Berbeda dengan sistem Sekulerisme-Kapitalisme yang diterapkan saat ini, ketok palu UU Omnibus Law memberikan karpet merah bagi investor untuk tanam modal dalam meng-eksploitasi SDA. Tidak hanya tanam modal saja yang mereka lakukan, mereka juga menarik tenaga asing dari warga negara mereka. Di sisi lain, warga negara sendiri diminta untuk wirausaha mandiri, UMKM, dan buka lapak untuk survive dalam kehidupan.

Ancaman yang nyata ketika negeri ini masih mengadopsi sistem Sekulerisme-Kapitalisme dalam mengatur kehidupan. Tidak akan ada kesejahteraan dan keadilan bagi seluruh masyarakat. Oleh karena itu, sudah saatnya untuk mengadopsi sistem Islam secara utuh yang akan mengatur seluruh kehidupan manusia sesuai dengan aturan Sang Pencipta.

Dalam sistem Islam, pengelolaan kekayaan alam akan dilakukan mandiri oleh negara yang tentunya akan menyerap tenaga kerja. Dari pengelolaan kekayaan alam, seluruh masyarakat akan dapat menikmati kekayaan alam ini yang disalurkan melalui kebijakan kesehatan dan pendidikan yang gratis. Atau bisa juga disalurkan utuh kepada masyarakat, seperti air, listrik, bbm, dll., dengan hanya membayar biaya operasional produksi saja. Menurut Managing Director PEPS (Political Economy and Policy Studies) Anthony Budiawan, perhitungan rinci terhadap pengelolaan BBM didapatkan biaya operasional produksi hanya Rp 472 per liter. (Kompas, 14/11/23) 

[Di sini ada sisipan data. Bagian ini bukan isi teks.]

//! Problem description, validation and the solve entry points.

use tracing::debug;

use crate::constraints::ConstraintStore;
use crate::engine::Engine;
use crate::error::{QpError, Result};
use crate::factor::{ActiveFactor, Cholesky};
use crate::linalg::dot;
use crate::settings::Settings;
use crate::solution::Solution;

/// A strictly convex quadratic program
///
/// ```text
///     minimize     1/2 x' G x - a' x
///     subject to   C' x >= b
/// ```
///
/// where the first `meq` columns of `C` are equality constraints.
///
/// `G` is n by n and `C` is n by m, both in row-major order. The columns of `C` are the
/// constraint normals.
#[derive(Debug, Clone, Copy)]
pub struct Problem<'a> {
    gmat: &'a [f64],
    avec: &'a [f64],
    cmat: &'a [f64],
    bvec: &'a [f64],
    meq: usize,
    factorized: bool,
}

impl<'a> Problem<'a> {
    /// An unconstrained problem with quadratic term `gmat` and linear term `avec`.
    pub fn new(gmat: &'a [f64], avec: &'a [f64]) -> Self {
        Self {
            gmat,
            avec,
            cmat: &[],
            bvec: &[],
            meq: 0,
            factorized: false,
        }
    }

    /// Set the constraints `C' x >= b`, the first `meq` holding with equality.
    #[must_use]
    pub fn constraints(mut self, cmat: &'a [f64], bvec: &'a [f64], meq: usize) -> Self {
        self.cmat = cmat;
        self.bvec = bvec;
        self.meq = meq;
        self
    }

    /// Treat `gmat` as `R^-1` instead of `G`, where `R` is upper triangular with `R' R = G`.
    ///
    /// Only the upper triangle of `gmat` is read.
    #[must_use]
    pub const fn factorized(mut self, factorized: bool) -> Self {
        self.factorized = factorized;
        self
    }

    /// Number of variables.
    pub fn dim(&self) -> usize {
        self.avec.len()
    }

    /// Number of constraints.
    pub fn num_constraints(&self) -> usize {
        self.bvec.len()
    }

    /// Check that all shapes agree.
    pub fn validate(&self) -> Result<()> {
        let n = self.dim();
        let m = self.num_constraints();
        if self.gmat.len() != n * n {
            return Err(QpError::DimensionMismatch {
                what: "quadratic term",
                expected: n * n,
                found: self.gmat.len(),
            });
        }
        if self.cmat.len() != n * m {
            return Err(QpError::DimensionMismatch {
                what: "constraint matrix",
                expected: n * m,
                found: self.cmat.len(),
            });
        }
        if self.meq > m {
            return Err(QpError::DimensionMismatch {
                what: "equality count",
                expected: m,
                found: self.meq,
            });
        }
        Ok(())
    }

    /// Solve with default settings.
    pub fn solve(&self) -> Result<Solution> {
        self.solve_with(&Settings::default())
    }

    /// Solve with the given settings.
    pub fn solve_with(&self, settings: &Settings) -> Result<Solution> {
        self.validate()?;
        let n = self.dim();

        let mut xu = self.avec.to_owned();
        let factor = if self.factorized {
            let factor = inverse_factor(n, self.gmat)?;
            factor.solve_unconstrained(&mut xu);
            factor
        } else {
            check_symmetric(n, self.gmat, settings.symmetry_tolerance)?;
            // symmetric, so row-major and column-major agree
            let chol = Cholesky::factor(n, self.gmat.to_owned())?;
            chol.solve(&mut xu);
            chol.into_active_factor()
        };
        let obj = -dot(self.avec, &xu) / 2.0;

        if self.num_constraints() == 0 {
            debug!(n, "solved unconstrained problem");
            return Ok(Solution::unconstrained(xu, obj));
        }

        let store = ConstraintStore::from_columns(n, self.cmat, self.bvec, self.meq);
        Engine::new(&store, settings, factor, xu, obj).run()
    }
}

/// Compare each off-diagonal pair relative to the entries and the geometric mean of the two
/// diagonal entries, so rounding-level noise next to a unit diagonal passes.
fn check_symmetric(n: usize, gmat: &[f64], tol: f64) -> Result<()> {
    for row in 0..n {
        for col in row + 1..n {
            let upper = gmat[row * n + col];
            let lower = gmat[col * n + row];
            let diag = (gmat[row * n + row] * gmat[col * n + col]).abs().sqrt();
            let scale = upper.abs().max(lower.abs()).max(diag);
            if (upper - lower).abs() > tol * scale {
                return Err(QpError::NotSymmetric { row, col });
            }
        }
    }
    Ok(())
}

/// Build the active-set factor from a row-major upper triangular `R^-1`.
fn inverse_factor(n: usize, rinv: &[f64]) -> Result<ActiveFactor> {
    let mut jmat = vec![0.0; n * n];
    for row in 0..n {
        for col in row..n {
            jmat[row + col * n] = rinv[row * n + col];
        }
        if !(jmat[row + row * n] > 0.0) {
            return Err(QpError::NotPositiveDefinite { pivot: row });
        }
    }
    Ok(ActiveFactor::from_inverse(n, jmat))
}

/// Solve a strictly convex quadratic program.
///
/// The program takes the form of:
///
/// ```text
///     minimize     1/2 x' G x - a' x
///     subject to   C' x >= b
/// ```
///
/// where the first `meq` columns of `C` are equality constraints. `gmat` is n by n and `cmat` is
/// n by m, both in row-major order, with `m = bvec.len()`. Pass empty `cmat` and `bvec` for an
/// unconstrained problem.
pub fn solve(
    gmat: &[f64],
    avec: &[f64],
    cmat: &[f64],
    bvec: &[f64],
    meq: usize,
) -> Result<Solution> {
    Problem::new(gmat, avec).constraints(cmat, bvec, meq).solve()
}
//! The Goldfarb-Idnani dual active-set iteration.
//!
//! Starting from the unconstrained minimizer, the engine repeatedly picks a violated constraint
//! and moves towards it along a direction that keeps every active constraint satisfied with
//! equality. If an active inequality's multiplier would turn negative first, that constraint is
//! dropped and the move continues from the smaller active set. Every iterate is dual feasible,
//! so the first primal feasible iterate is optimal.

use tracing::{debug, trace, warn};

use crate::constraints::{ActiveSet, ConstraintStore};
use crate::error::{QpError, Result};
use crate::factor::ActiveFactor;
use crate::linalg::{axpy, dot, norm};
use crate::settings::{PivotRule, Settings};
use crate::solution::Solution;

/// Squared-norm ratio below which a normal is treated as dependent on the active normals.
const DEPENDENCE_TOL: f64 = f64::EPSILON;

/// Single-use solver state for one problem.
pub(crate) struct Engine<'a> {
    store: &'a ConstraintStore,
    settings: &'a Settings,
    factor: ActiveFactor,
    active: ActiveSet,
    /// Constraints skipped as redundant since the last drop.
    redundant: Vec<bool>,
    unconstrained: Vec<f64>,
    sol: Vec<f64>,
    obj: f64,
    iters: [usize; 2],
    dv: Vec<f64>,
    zv: Vec<f64>,
    rv: Vec<f64>,
}

impl<'a> Engine<'a> {
    /// `unconstrained` and `obj` describe the unconstrained minimizer; `factor` must have no
    /// active constraints yet.
    pub(crate) fn new(
        store: &'a ConstraintStore,
        settings: &'a Settings,
        factor: ActiveFactor,
        unconstrained: Vec<f64>,
        obj: f64,
    ) -> Self {
        debug_assert_eq!(factor.active_len(), 0);
        let n = unconstrained.len();
        Self {
            store,
            settings,
            factor,
            active: ActiveSet::new(store.len(), n.min(store.len())),
            redundant: vec![false; store.len()],
            sol: unconstrained.clone(),
            unconstrained,
            obj,
            iters: [0, 0],
            dv: vec![0.0; n],
            zv: vec![0.0; n],
            rv: vec![0.0; n],
        }
    }

    /// Run to optimality.
    pub(crate) fn run(mut self) -> Result<Solution> {
        for i in 0..self.store.meq() {
            if self.enforce(i)? {
                self.iters[0] += 1;
                self.check_budget()?;
            } else {
                self.redundant[i] = true;
                debug!(constraint = i, "skipped redundant equality");
            }
        }

        loop {
            self.iters[0] += 1;
            self.check_budget()?;

            let Some(iadd) = self.most_violated() else {
                break;
            };
            trace!(pass = self.iters[0], constraint = iadd, "enforcing violated constraint");
            if !self.enforce(iadd)? {
                self.redundant[iadd] = true;
                debug!(constraint = iadd, "skipped redundant constraint");
            }
        }

        debug!(
            obj = self.obj,
            active = self.active.len(),
            passes = self.iters[0],
            drops = self.iters[1],
            "reached optimum"
        );
        Ok(Solution::assemble(
            self.sol,
            self.obj,
            self.unconstrained,
            self.iters,
            self.active,
        ))
    }

    fn check_budget(&self) -> Result<()> {
        let iterations = self.iters[0] + self.iters[1];
        match self.settings.max_iter {
            Some(max) if iterations > max => {
                warn!(iterations, max, "iteration cap reached");
                Err(QpError::DidNotConverge { iterations })
            }
            _ => Ok(()),
        }
    }

    /// Pick the inactive constraint with the largest violation, ties going to the lowest index.
    fn most_violated(&self) -> Option<usize> {
        let xnorm = norm(&self.sol);
        let mut iadd = None;
        let mut worst = 0.0;
        for i in 0..self.store.len() {
            // Active constraints are skipped to guard against rounding errors.
            if self.active.contains(i) || self.redundant[i] {
                continue;
            }

            let slack = self.store.slack(i, &self.sol);
            let violation = if self.store.is_equality(i) {
                -slack.abs()
            } else {
                slack
            };
            if violation >= -self.store.tolerance(i, xnorm, self.settings.tolerance) {
                continue;
            }

            let score = match self.settings.pivot_rule {
                PivotRule::MostViolated => violation,
                PivotRule::Normalized => violation / self.store.normal_norm(i),
            };
            if score < worst {
                worst = score;
                iadd = Some(i);
            }
        }
        iadd
    }

    /// Bring constraint `iadd` into the active set, dropping active inequalities as needed.
    ///
    /// Returns false if the constraint's normal depends on the active normals and its slack is
    /// within the redundancy tolerance before any step is taken. Nothing but zero-length drops
    /// has happened by then, so the iterate and its multipliers are unchanged.
    fn enforce(&mut self, iadd: usize) -> Result<bool> {
        let store = self.store;
        let normal = store.normal(iadd);
        let redundant_tol =
            store.tolerance(iadd, norm(&self.sol), self.settings.redundancy_tolerance);

        // Equalities are approached from whichever side they are violated on.
        let raw = store.slack(iadd, &self.sol);
        let sign = if store.is_equality(iadd) && raw > 0.0 {
            -1.0
        } else {
            1.0
        };
        let mut slack = sign * raw;
        let mut u = 0.0;

        loop {
            let nact = self.active.len();
            self.factor.project(normal, sign, &mut self.dv);
            self.factor.primal_direction(&self.dv, &mut self.zv);
            self.factor.dual_direction(&self.dv, &mut self.rv[..nact]);

            // Largest step before an active inequality multiplier turns negative.
            let mut t1 = f64::INFINITY;
            let mut idel = None;
            let members = self.active.indices().iter().zip(self.active.multipliers());
            for (pos, ((&k, &uk), &rk)) in members.zip(&self.rv[..nact]).enumerate() {
                if store.is_equality(k) || rk <= 0.0 {
                    continue;
                }
                let t = (uk / rk).max(0.0);
                if t < t1 {
                    t1 = t;
                    idel = Some(pos);
                }
            }

            // Step that makes the constraint hold with equality.
            // ztn is also z' G z, the curvature along z.
            let ztn = sign * dot(&self.zv, normal);
            let t2 = if ztn <= DEPENDENCE_TOL * dot(&self.dv, &self.dv) {
                f64::INFINITY
            } else {
                (-slack / ztn).max(0.0)
            };

            if t2.is_infinite() {
                if u == 0.0 && slack.abs() <= redundant_tol {
                    trace!(
                        constraint = iadd,
                        slack,
                        tol = redundant_tol,
                        "dependent and satisfied"
                    );
                    return Ok(false);
                }
                if t1.is_infinite() {
                    warn!(constraint = iadd, slack, "no feasible step towards constraint");
                    return Err(QpError::Infeasible { constraint: iadd });
                }
            }

            let (step, drop) = match idel {
                Some(pos) if t1 < t2 => (t1, Some(pos)),
                _ => (t2, None),
            };

            if t2.is_finite() {
                axpy(step, &self.zv, &mut self.sol);
                self.obj += step * ztn * (step / 2.0 + u);
            }
            axpy(-step, &self.rv[..nact], self.active.multipliers_mut());
            u += step;

            let Some(pos) = drop else {
                break;
            };

            let removed = self.active.remove(pos);
            self.factor.remove(pos);
            self.iters[1] += 1;
            // the span of the active normals shrank
            self.redundant.fill(false);
            debug!(constraint = removed, step, "dropped constraint from active set");
            self.check_budget()?;

            // the partial step moved x, so the remaining violation changed
            slack = sign * store.slack(iadd, &self.sol);
        }

        self.active.push(iadd, u, sign);
        self.factor.add(&mut self.dv);
        debug!(constraint = iadd, multiplier = sign * u, "added constraint to active set");
        Ok(true)
    }
}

Sistem Islam yang digambarkan di atas tentunya akan menjamin kesejahteraan seluruh masyarakat melalui pengaturan ekonomi dan kebijakan politiknya. Hal ini dikarenakan Islam paham bahwa individu tidak akan mampu dilepas secara mandiri dalam memenuhi seluruh kebutuhan hidupnya. Berbeda dengan sistem saat ini, masyarakat dibiarkan mandiri dalam memenuhi kebutuhan hidup dari segala lini kehidupan. Biaya listrik, bensin, air, dan sebagainya harus dirogoh dari kantong sendiri. Sehingga, masih bercokolnya sistem Sekulerisme-Kapitalisme inilah yang menjadikan negeri ini tidak akan pernah merasakan kesejahteraan bahkan akan semakin tercekik dalam menghadapi kehidupan ini. 



Summary

Tuntutan kebijakan pengangguran harus selalu dikaitkan dengan makna kata “sejahtera” yang akan terus menuntut kesejahteraan itu sendiri. Sehingga, kita akan paham hal tersebut tidak mungkin terrealisasi ketika sistem Sekulerisme-Kapitalisme masih bercokol di negeri ini. Masyarakat harus sadar bahwa untuk mencapai kesejahteraan harus ganti sistem yang pro kepada ummat/rakyat/manusia yaitu sistem yang memperjuangkan kemashlahatan masyarakat, Sistem Islam.